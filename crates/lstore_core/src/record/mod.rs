//! Binary framing of journal records.
//!
//! Every record starts with a 24-byte [`RecordHeader`]. Records carrying
//! variable-length content (a transaction id, message data, or both) end with
//! a 16-byte [`RecordTail`] whose magic is the one's complement of the header
//! magic and whose checksum covers only the content between them.
//!
//! ## Record Layouts
//!
//! ```text
//! enqueue:  | header (24) | xid_size (8) | data_size (8) | xid | data | tail (16) |
//! dequeue:  | header (24) | deq_rid (8)  | xid_size (8)  | xid | tail (16)        |
//! commit:   | header (24) | xid_size (8) | xid | tail (16)                        |
//! abort:    | header (24) | xid_size (8) | xid | tail (16)                        |
//! tail:     | ~magic (4)  | checksum (4) | rid (8)                                |
//! ```
//!
//! The dequeue tail is present only for transactional dequeues. The enqueue
//! tail is omitted when both xid and data are empty. Each record is padded
//! with zeros to a [`DBLK_SIZE`] boundary, so a zero magic marks the end of
//! written content.
//!
//! All multi-byte integers are little-endian.
//!
//! ## Validation
//!
//! A record is valid iff `tail.xmagic == !header.magic`,
//! `tail.rid == header.rid` and the checksum recomputed over xid and data
//! equals `tail.checksum`. See [`RecordTail::validate`].

mod file_header;
mod header;
mod kinds;
mod tail;

pub use file_header::FileHeader;
pub use header::{RecordFlags, RecordHeader};
pub use kinds::{DequeueHeader, EnqueueHeader, TxnHeader};
pub use tail::RecordTail;

use crate::error::{CoreError, CoreResult};

/// Data block size: every record is padded to a multiple of this.
pub const DBLK_SIZE: usize = 128;

/// Superblock size: file headers occupy a whole number of superblocks.
pub const SBLK_SIZE: usize = 4096;

/// Current on-disk format version.
pub const FORMAT_VERSION: u16 = 2;

/// Magic of a file header (`QLSf`).
pub const FILE_MAGIC: u32 = u32::from_le_bytes(*b"QLSf");
/// Magic of an enqueue record (`QLSe`).
pub const ENQUEUE_MAGIC: u32 = u32::from_le_bytes(*b"QLSe");
/// Magic of a dequeue record (`QLSd`).
pub const DEQUEUE_MAGIC: u32 = u32::from_le_bytes(*b"QLSd");
/// Magic of a transaction abort record (`QLSa`).
pub const ABORT_MAGIC: u32 = u32::from_le_bytes(*b"QLSa");
/// Magic of a transaction commit record (`QLSc`).
pub const COMMIT_MAGIC: u32 = u32::from_le_bytes(*b"QLSc");

/// Computes the tail checksum over the xid and data portions of a record.
///
/// The header and tail are never part of the checksum.
#[must_use]
pub fn compute_checksum(xid: &[u8], data: &[u8]) -> u32 {
    let mut hasher = crc32fast::Hasher::new();
    hasher.update(xid);
    hasher.update(data);
    hasher.finalize()
}

/// Rounds `len` up to the next data block boundary.
#[must_use]
pub const fn dblk_align(len: u64) -> u64 {
    let dblk = DBLK_SIZE as u64;
    len.div_ceil(dblk) * dblk
}

pub(crate) fn ensure_len(buf: &[u8], needed: usize) -> CoreResult<()> {
    if buf.len() < needed {
        return Err(CoreError::Truncated {
            needed,
            available: buf.len(),
        });
    }
    Ok(())
}

// Callers check lengths with `ensure_len` first.
pub(crate) fn read_u16(buf: &[u8], at: usize) -> u16 {
    u16::from_le_bytes([buf[at], buf[at + 1]])
}

pub(crate) fn read_u32(buf: &[u8], at: usize) -> u32 {
    let mut bytes = [0u8; 4];
    bytes.copy_from_slice(&buf[at..at + 4]);
    u32::from_le_bytes(bytes)
}

pub(crate) fn read_u64(buf: &[u8], at: usize) -> u64 {
    let mut bytes = [0u8; 8];
    bytes.copy_from_slice(&buf[at..at + 8]);
    u64::from_le_bytes(bytes)
}

#[cfg(test)]
mod tests {
    use super::*;

    #[test]
    fn magics_spell_their_names() {
        assert_eq!(&FILE_MAGIC.to_le_bytes(), b"QLSf");
        assert_eq!(&ENQUEUE_MAGIC.to_le_bytes(), b"QLSe");
        assert_eq!(&DEQUEUE_MAGIC.to_le_bytes(), b"QLSd");
        assert_eq!(&ABORT_MAGIC.to_le_bytes(), b"QLSa");
        assert_eq!(&COMMIT_MAGIC.to_le_bytes(), b"QLSc");
    }

    #[test]
    fn inverted_magic_is_never_a_header_magic() {
        let magics = [FILE_MAGIC, ENQUEUE_MAGIC, DEQUEUE_MAGIC, ABORT_MAGIC, COMMIT_MAGIC];
        for m in magics {
            assert!(!magics.contains(&!m));
        }
    }

    #[test]
    fn checksum_covers_xid_then_data() {
        // Known test vector: "123456789" should give 0xCBF43926
        assert_eq!(compute_checksum(b"1234", b"56789"), 0xCBF4_3926);
        assert_eq!(compute_checksum(b"", b""), 0);
    }

    #[test]
    fn dblk_alignment() {
        assert_eq!(dblk_align(0), 0);
        assert_eq!(dblk_align(1), 128);
        assert_eq!(dblk_align(128), 128);
        assert_eq!(dblk_align(129), 256);
    }
}
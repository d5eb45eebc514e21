//! Directory and file API trait definition.

use crate::error::StorageResult;
use std::fmt;
use std::path::Path;

/// A single entry returned by [`FileSystem::read_dir`].
#[derive(Debug, Clone, PartialEq, Eq)]
pub struct DirEntry {
    /// File name of the entry (last path component).
    pub name: String,
    /// Whether the entry is a directory.
    pub is_dir: bool,
    /// Length in bytes (zero for directories).
    pub len: u64,
}

/// The directory and file primitives the journal relies on.
///
/// Backends are **opaque byte movers**. They do not understand file headers,
/// pool directories or record framing; that interpretation belongs to
/// `lstore_core`.
///
/// # Invariants
///
/// - `create_file` never overwrites an existing file
/// - `create_file` returns a zero-filled file of exactly the requested length
/// - `write_at` past the current end extends the file
/// - `read_at` returns exactly the requested bytes or fails with `ReadPastEnd`
/// - `read_dir` returns entries sorted by name
///
/// # Implementors
///
/// - [`super::OsFileSystem`] - For persistent storage
/// - [`super::InMemoryFileSystem`] - For testing
pub trait FileSystem: Send + Sync + fmt::Debug {
    /// Returns true if `path` exists (file or directory).
    fn exists(&self, path: &Path) -> bool;

    /// Returns true if `path` exists and is a directory.
    fn is_dir(&self, path: &Path) -> bool;

    /// Creates `path` and all missing parents.
    ///
    /// # Errors
    ///
    /// Returns an error if a component exists and is a file, or on I/O failure.
    fn create_dir_all(&self, path: &Path) -> StorageResult<()>;

    /// Lists the direct children of a directory, sorted by name.
    ///
    /// # Errors
    ///
    /// Returns `NotFound` if the directory is missing and `NotADirectory` if
    /// `path` is a file.
    fn read_dir(&self, path: &Path) -> StorageResult<Vec<DirEntry>>;

    /// Creates a new zero-filled file of `len` bytes, with its space reserved.
    ///
    /// # Errors
    ///
    /// Returns `AlreadyExists` if the file is present, `NotFound` if the parent
    /// directory is missing.
    fn create_file(&self, path: &Path, len: u64) -> StorageResult<()>;

    /// Returns the length of a file in bytes.
    ///
    /// # Errors
    ///
    /// Returns `NotFound` if the file does not exist.
    fn file_len(&self, path: &Path) -> StorageResult<u64>;

    /// Reads `len` bytes from `path` starting at `offset`.
    ///
    /// # Errors
    ///
    /// Returns `ReadPastEnd` if the range extends past the end of the file.
    fn read_at(&self, path: &Path, offset: u64, len: usize) -> StorageResult<Vec<u8>>;

    /// Writes `data` into `path` at `offset`.
    ///
    /// # Errors
    ///
    /// Returns `NotFound` if the file does not exist.
    fn write_at(&self, path: &Path, offset: u64, data: &[u8]) -> StorageResult<()>;

    /// Moves a file, replacing `to` if it exists.
    ///
    /// # Errors
    ///
    /// Returns `NotFound` if `from` does not exist or the parent of `to` is
    /// missing.
    fn rename(&self, from: &Path, to: &Path) -> StorageResult<()>;

    /// Deletes a file.
    ///
    /// # Errors
    ///
    /// Returns `NotFound` if the file does not exist.
    fn remove_file(&self, path: &Path) -> StorageResult<()>;

    /// Syncs file data and metadata to durable storage.
    ///
    /// # Errors
    ///
    /// Returns an error if the sync fails.
    fn sync_file(&self, path: &Path) -> StorageResult<()>;

    /// Syncs a directory so that entry creation, rename and removal are durable.
    ///
    /// # Errors
    ///
    /// Returns an error if the sync fails.
    fn sync_dir(&self, path: &Path) -> StorageResult<()>;
}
□ □ □
## Task goal
Print, please, the lines from the first line of the material through the line that contains "of the header", exactly as written and with nothing added.

## Result below
filename crates/lstore_core/src/record/mod.rs
//! Binary framing of journal records.
//!
//! Every record starts with a 24-byte [`RecordHeader`]. Records carrying
//! variable-length content (a transaction id, message data, or both) end with
//! a 16-byte [`RecordTail`] whose magic is the one's complement of the header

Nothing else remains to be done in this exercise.